Each line below containing the word "them" needs to be shown.

Stored data entries:
————

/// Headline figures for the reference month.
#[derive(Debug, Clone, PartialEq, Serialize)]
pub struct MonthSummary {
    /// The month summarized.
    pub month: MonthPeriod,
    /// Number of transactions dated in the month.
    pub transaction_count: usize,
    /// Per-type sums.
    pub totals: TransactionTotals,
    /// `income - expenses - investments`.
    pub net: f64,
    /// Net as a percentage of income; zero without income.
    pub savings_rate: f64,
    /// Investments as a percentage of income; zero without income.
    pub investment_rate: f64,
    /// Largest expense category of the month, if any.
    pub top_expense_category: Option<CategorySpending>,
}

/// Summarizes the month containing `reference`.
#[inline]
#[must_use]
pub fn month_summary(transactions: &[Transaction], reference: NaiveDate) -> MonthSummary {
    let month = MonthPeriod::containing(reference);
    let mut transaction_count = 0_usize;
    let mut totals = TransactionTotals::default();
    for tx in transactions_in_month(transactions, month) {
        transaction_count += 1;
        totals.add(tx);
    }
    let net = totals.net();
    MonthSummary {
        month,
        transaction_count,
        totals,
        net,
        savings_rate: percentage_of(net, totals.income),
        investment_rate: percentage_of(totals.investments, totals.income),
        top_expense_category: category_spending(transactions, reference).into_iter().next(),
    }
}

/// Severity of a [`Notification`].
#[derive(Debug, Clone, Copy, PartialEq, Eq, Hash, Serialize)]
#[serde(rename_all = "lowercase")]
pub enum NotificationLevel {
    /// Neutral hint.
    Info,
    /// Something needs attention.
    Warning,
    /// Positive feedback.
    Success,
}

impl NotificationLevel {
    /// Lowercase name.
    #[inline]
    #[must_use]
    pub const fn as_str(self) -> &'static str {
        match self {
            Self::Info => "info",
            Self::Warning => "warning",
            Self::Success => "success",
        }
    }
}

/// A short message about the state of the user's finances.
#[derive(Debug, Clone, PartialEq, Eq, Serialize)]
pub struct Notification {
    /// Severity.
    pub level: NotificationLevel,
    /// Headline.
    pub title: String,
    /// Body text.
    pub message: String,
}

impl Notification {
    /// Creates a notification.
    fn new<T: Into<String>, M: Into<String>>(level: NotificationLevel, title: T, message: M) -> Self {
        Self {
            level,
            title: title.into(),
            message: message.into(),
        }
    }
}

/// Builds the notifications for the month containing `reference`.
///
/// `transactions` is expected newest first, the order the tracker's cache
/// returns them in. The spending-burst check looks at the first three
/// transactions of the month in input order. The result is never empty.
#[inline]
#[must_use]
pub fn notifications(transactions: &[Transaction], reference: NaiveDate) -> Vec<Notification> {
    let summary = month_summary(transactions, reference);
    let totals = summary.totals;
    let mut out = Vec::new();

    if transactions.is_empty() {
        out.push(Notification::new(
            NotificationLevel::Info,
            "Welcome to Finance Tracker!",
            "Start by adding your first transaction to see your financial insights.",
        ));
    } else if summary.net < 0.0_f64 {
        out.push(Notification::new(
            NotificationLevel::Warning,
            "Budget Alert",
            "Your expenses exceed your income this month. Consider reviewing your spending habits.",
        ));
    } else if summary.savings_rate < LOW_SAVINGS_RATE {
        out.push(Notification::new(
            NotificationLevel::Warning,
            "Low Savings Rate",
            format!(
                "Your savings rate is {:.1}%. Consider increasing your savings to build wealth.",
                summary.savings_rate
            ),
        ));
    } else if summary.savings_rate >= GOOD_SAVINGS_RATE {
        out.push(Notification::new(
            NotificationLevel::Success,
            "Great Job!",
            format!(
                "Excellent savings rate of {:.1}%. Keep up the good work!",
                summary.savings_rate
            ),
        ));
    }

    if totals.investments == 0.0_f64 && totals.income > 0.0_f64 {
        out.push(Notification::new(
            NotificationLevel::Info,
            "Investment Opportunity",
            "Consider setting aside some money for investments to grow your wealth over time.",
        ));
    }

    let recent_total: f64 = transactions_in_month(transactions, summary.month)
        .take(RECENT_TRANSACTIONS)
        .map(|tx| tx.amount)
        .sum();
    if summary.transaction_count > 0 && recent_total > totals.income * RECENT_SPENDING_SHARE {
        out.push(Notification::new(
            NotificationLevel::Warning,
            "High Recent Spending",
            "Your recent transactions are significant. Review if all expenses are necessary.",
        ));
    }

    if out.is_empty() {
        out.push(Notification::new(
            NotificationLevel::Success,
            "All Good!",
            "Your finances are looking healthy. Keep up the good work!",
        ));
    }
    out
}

————

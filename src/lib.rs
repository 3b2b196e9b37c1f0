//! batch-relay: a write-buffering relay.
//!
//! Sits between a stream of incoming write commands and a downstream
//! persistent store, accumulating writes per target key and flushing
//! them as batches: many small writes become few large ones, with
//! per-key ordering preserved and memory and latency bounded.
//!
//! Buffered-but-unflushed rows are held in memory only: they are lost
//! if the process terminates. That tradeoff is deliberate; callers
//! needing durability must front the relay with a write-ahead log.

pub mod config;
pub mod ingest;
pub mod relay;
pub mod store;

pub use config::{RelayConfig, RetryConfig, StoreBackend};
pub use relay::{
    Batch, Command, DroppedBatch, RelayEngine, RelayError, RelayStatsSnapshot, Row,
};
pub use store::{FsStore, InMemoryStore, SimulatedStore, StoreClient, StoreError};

————

RESULT:
/// returns them in. The spending-burst check looks at the first three
//! them as batches: many small writes become few large ones, with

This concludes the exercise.